Steinbach sagte der «Welt am Sonntag», sie hoffe, dass die AfD in den Bundestag einziehe, «damit es dort endlich wieder eine Opposition gibt». Die stellvertretende AfD-Bundessprecherin Beatrix von Storch schrieb auf Twitter: «Liebe Frau Steinbach, konservative Ex-CDU’ler sind in der AfD immer herzlich willkommen.» AfD-Vize Alexander Gauland sagte der dpa: «Ich kenne Frau Steinbach sehr gut, sie steht für die alten Werte der CDU.» Diese sei inzwischen «zu einem Kanzlerinnenwahlverein degeneriert».

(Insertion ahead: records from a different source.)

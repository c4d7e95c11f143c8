//! End-to-end run: load, build features, train, evaluate, persist.

use std::path::PathBuf;

use serde::{Deserialize, Serialize};
use skycast_data::{DataSplit, FeatureBuilder, RawTable};
use tracing::info;

use crate::artifacts::{ArtifactWriter, ScalerArtifact};
use crate::baseline::{fit_baseline, BaselineReport};
use crate::error::TrainingResult;
use crate::hooks::LoggingHook;
use crate::metrics::{EvaluationReport, TrainingHistory};
use crate::trainer::{Trainer, TrainingConfig};

/// Default input file.
pub const DEFAULT_DATA_PATH: &str = "Bucharest_Hist_Temp.csv";

/// Default artifact directory.
pub const DEFAULT_OUTPUT_DIR: &str = "models";

/// Input settings.
#[derive(Debug, Clone, PartialEq, Serialize, Deserialize)]
#[serde(default)]
pub struct DataConfig {
    /// Weather history CSV.
    pub path: PathBuf,
}

impl Default for DataConfig {
    fn default() -> Self {
        Self {
            path: PathBuf::from(DEFAULT_DATA_PATH),
        }
    }
}

/// Output settings.
#[derive(Debug, Clone, PartialEq, Serialize, Deserialize)]
#[serde(default)]
pub struct OutputConfig {
    /// Directory receiving the model and scaler files.
    pub dir: PathBuf,
}

impl Default for OutputConfig {
    fn default() -> Self {
        Self {
            dir: PathBuf::from(DEFAULT_OUTPUT_DIR),
        }
    }
}

/// Settings for a full pipeline run. Every section falls back to its
/// defaults when omitted from JSON.
///
/// ```
/// use skycast_training::PipelineConfig;
///
/// let config: PipelineConfig =
///     serde_json::from_str(r#"{"training": {"epochs": 5}}"#).unwrap();
/// assert_eq!(config.training.epochs, 5);
/// assert_eq!(config.training.batch_size, 32);
/// assert_eq!(config.output.dir.to_str(), Some("models"));
/// ```
#[derive(Debug, Clone, Default, PartialEq, Serialize, Deserialize)]
#[serde(default)]
pub struct PipelineConfig {
    /// Input section.
    pub data: DataConfig,
    /// Training section.
    pub training: TrainingConfig,
    /// Output section.
    pub output: OutputConfig,
}

/// Outcome of [`run_pipeline`].
#[derive(Debug, Clone)]
pub struct PipelineReport {
    /// Rows loaded from the input.
    pub rows: usize,
    /// Width of the feature matrix.
    pub feature_width: usize,
    /// Per-epoch metrics.
    pub history: TrainingHistory,
    /// Score on the held-out test rows.
    pub test: EvaluationReport,
    /// One-feature linear baseline on the same test rows, if it could be fit.
    pub baseline: Option<BaselineReport>,
    /// Written model file.
    pub model_path: PathBuf,
    /// Written scaler file.
    pub scaler_path: PathBuf,
}

/// Runs every stage in order. Any failure aborts the run; artifacts are only
/// left on disk if both were written.
///
/// # Errors
///
/// Propagates the first loading, feature, training or persistence error.
pub fn run_pipeline(config: &PipelineConfig) -> TrainingResult<PipelineReport> {
    config.training.validate()?;

    let table = RawTable::from_path(&config.data.path)?;
    let set = FeatureBuilder::new().build(&table)?;

    let training = &config.training;
    let split = DataSplit::new(
        set.len(),
        training.test_fraction,
        training.validation_fraction,
        training.seed,
    )?;
    info!(
        train = split.train.len(),
        validation = split.validation.len(),
        test = split.test.len(),
        "Split rows"
    );
    let (x_train, y_train) = set.subset(&split.train);
    let (x_val, y_val) = set.subset(&split.validation);
    let (x_test, y_test) = set.subset(&split.test);

    let mut trainer = Trainer::new(set.width(), training.clone())?;
    trainer.add_hook(LoggingHook::default());
    let history = trainer.fit(&x_train, &y_train, &x_val, &y_val)?;

    let test = trainer.evaluate(&x_test, &y_test)?;
    info!(
        mae = test.mae,
        rmse = test.rmse,
        r2 = test.r2,
        loss = test.loss,
        "Test set evaluation"
    );
    let baseline = fit_baseline(&set.schema, &x_train, &y_train, &x_test, &y_test);

    let mut writer = ArtifactWriter::create(&config.output.dir)?;
    let model_path = writer.write_model(trainer.model())?;
    let scaler_path = writer.write_scaler(&ScalerArtifact {
        scaler: set.scaler.clone(),
        schema: set.schema.clone(),
    })?;
    writer.commit();

    Ok(PipelineReport {
        rows: table.len(),
        feature_width: set.width(),
        history,
        test,
        baseline,
        model_path,
        scaler_path,
    })
}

Steinbach hielt Merkel vor, 2015 einsam entschieden zu haben, «mehr als eine Million Migranten ungesteuert und unüberprüft monatelang nach Deutschland nicht nur einreisen zu lassen, sondern sie auch noch mit Bussen und Zügen hierher zu transportieren, obwohl viele aus einem sicheren Herkunftsland kamen und praktisch alle über andere EU-Länder eingereist waren, und demgemäß nach geltendem EU-Recht (Dublin Abkommen) hätten zurückgewiesen werden müssen». Bis heute sei unklar, wer genau ins Land gekommen ist. Darunter seien auch Terroristen gewesen, wie sich gezeigt habe.

«Vor diesem Hintergrund war es mehr als befremdlich, im Grunde sogar unverfroren, dass die Kanzlerin eine gute Zusammenarbeit mit dem zukünftigen amerikanischen Präsidenten Trump in ihrer Gratulation an «den Respekt vor dem Recht» knüpfte. Eine Anforderung, der sie selbst wiederholt und in eklatantem Ausmaß nicht entsprochen hat», bilanzierte Steinbach.